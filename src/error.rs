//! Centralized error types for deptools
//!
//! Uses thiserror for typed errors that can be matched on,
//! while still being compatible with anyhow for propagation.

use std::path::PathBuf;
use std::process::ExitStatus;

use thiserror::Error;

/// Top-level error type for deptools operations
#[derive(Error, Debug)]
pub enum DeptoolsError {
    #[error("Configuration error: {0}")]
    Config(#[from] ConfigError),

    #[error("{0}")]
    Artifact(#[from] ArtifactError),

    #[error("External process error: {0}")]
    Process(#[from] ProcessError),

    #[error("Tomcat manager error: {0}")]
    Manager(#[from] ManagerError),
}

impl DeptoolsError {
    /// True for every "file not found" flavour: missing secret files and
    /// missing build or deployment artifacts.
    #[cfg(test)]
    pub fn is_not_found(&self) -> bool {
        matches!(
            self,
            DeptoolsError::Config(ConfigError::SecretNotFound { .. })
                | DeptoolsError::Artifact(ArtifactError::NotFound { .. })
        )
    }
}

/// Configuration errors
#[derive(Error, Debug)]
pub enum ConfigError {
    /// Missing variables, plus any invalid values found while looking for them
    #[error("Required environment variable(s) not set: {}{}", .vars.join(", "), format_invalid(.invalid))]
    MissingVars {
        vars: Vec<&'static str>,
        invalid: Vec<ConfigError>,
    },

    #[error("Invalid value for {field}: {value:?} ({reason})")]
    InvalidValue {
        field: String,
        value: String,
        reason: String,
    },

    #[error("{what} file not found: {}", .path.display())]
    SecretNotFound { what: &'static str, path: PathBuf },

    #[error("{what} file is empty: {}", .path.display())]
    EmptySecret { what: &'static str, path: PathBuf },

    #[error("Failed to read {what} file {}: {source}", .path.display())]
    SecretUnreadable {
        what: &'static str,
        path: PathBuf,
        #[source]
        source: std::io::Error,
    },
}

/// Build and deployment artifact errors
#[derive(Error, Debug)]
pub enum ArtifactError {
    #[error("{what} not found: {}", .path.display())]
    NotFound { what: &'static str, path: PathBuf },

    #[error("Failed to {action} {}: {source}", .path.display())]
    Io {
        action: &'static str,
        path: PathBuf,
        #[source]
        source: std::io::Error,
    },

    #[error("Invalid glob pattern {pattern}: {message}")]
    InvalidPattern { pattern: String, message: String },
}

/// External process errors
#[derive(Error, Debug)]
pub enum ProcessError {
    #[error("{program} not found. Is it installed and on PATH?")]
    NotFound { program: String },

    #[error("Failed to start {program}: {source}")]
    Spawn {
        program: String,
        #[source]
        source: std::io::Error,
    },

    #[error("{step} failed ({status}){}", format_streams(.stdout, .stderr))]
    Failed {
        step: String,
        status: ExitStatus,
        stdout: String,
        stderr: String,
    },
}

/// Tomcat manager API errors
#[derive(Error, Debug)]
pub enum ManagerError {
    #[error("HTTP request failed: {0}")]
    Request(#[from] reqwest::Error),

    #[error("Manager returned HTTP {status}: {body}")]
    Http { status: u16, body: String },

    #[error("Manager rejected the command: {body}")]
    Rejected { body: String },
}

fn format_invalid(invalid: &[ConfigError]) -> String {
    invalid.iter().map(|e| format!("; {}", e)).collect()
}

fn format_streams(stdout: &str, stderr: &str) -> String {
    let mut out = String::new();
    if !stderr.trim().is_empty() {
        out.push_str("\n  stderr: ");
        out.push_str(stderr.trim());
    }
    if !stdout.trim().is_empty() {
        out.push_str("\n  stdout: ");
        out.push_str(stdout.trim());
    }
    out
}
+++++
WHAT NEEDS TO BE DONE
Reproduce the records above exactly, character for character.

ANSWER BOX
filename src/error.rs
//! Centralized error types for deptools
//!
//! Uses thiserror for typed errors that can be matched on,
//! while still being compatible with anyhow for propagation.

use std::path::PathBuf;
use std::process::ExitStatus;

use thiserror::Error;

/// Top-level error type for deptools operations
#[derive(Error, Debug)]
pub enum DeptoolsError {
    #[error("Configuration error: {0}")]
    Config(#[from] ConfigError),

    #[error("{0}")]
    Artifact(#[from] ArtifactError),

    #[error("External process error: {0}")]
    Process(#[from] ProcessError),

    #[error("Tomcat manager error: {0}")]
    Manager(#[from] ManagerError),
}

impl DeptoolsError {
    /// True for every "file not found" flavour: missing secret files and
    /// missing build or deployment artifacts.
    #[cfg(test)]
    pub fn is_not_found(&self) -> bool {
        matches!(
            self,
            DeptoolsError::Config(ConfigError::SecretNotFound { .. })
                | DeptoolsError::Artifact(ArtifactError::NotFound { .. })
        )
    }
}

/// Configuration errors
#[derive(Error, Debug)]
pub enum ConfigError {
    /// Missing variables, plus any invalid values found while looking for them
    #[error("Required environment variable(s) not set: {}{}", .vars.join(", "), format_invalid(.invalid))]
    MissingVars {
        vars: Vec<&'static str>,
        invalid: Vec<ConfigError>,
    },

    #[error("Invalid value for {field}: {value:?} ({reason})")]
    InvalidValue {
        field: String,
        value: String,
        reason: String,
    },

    #[error("{what} file not found: {}", .path.display())]
    SecretNotFound { what: &'static str, path: PathBuf },

    #[error("{what} file is empty: {}", .path.display())]
    EmptySecret { what: &'static str, path: PathBuf },

    #[error("Failed to read {what} file {}: {source}", .path.display())]
    SecretUnreadable {
        what: &'static str,
        path: PathBuf,
        #[source]
        source: std::io::Error,
    },
}

/// Build and deployment artifact errors
#[derive(Error, Debug)]
pub enum ArtifactError {
    #[error("{what} not found: {}", .path.display())]
    NotFound { what: &'static str, path: PathBuf },

    #[error("Failed to {action} {}: {source}", .path.display())]
    Io {
        action: &'static str,
        path: PathBuf,
        #[source]
        source: std::io::Error,
    },

    #[error("Invalid glob pattern {pattern}: {message}")]
    InvalidPattern { pattern: String, message: String },
}

/// External process errors
#[derive(Error, Debug)]
pub enum ProcessError {
    #[error("{program} not found. Is it installed and on PATH?")]
    NotFound { program: String },

    #[error("Failed to start {program}: {source}")]
    Spawn {
        program: String,
        #[source]
        source: std::io::Error,
    },

    #[error("{step} failed ({status}){}", format_streams(.stdout, .stderr))]
    Failed {
        step: String,
        status: ExitStatus,
        stdout: String,
        stderr: String,
    },
}

/// Tomcat manager API errors
#[derive(Error, Debug)]
pub enum ManagerError {
    #[error("HTTP request failed: {0}")]
    Request(#[from] reqwest::Error),

    #[error("Manager returned HTTP {status}: {body}")]
    Http { status: u16, body: String },

    #[error("Manager rejected the command: {body}")]
    Rejected { body: String },
}

fn format_invalid(invalid: &[ConfigError]) -> String {
    invalid.iter().map(|e| format!("; {}", e)).collect()
}

fn format_streams(stdout: &str, stderr: &str) -> String {
    let mut out = String::new();
    if !stderr.trim().is_empty() {
        out.push_str("\n  stderr: ");
        out.push_str(stderr.trim());
    }
    if !stdout.trim().is_empty() {
        out.push_str("\n  stdout: ");
        out.push_str(stdout.trim());
    }
    out
}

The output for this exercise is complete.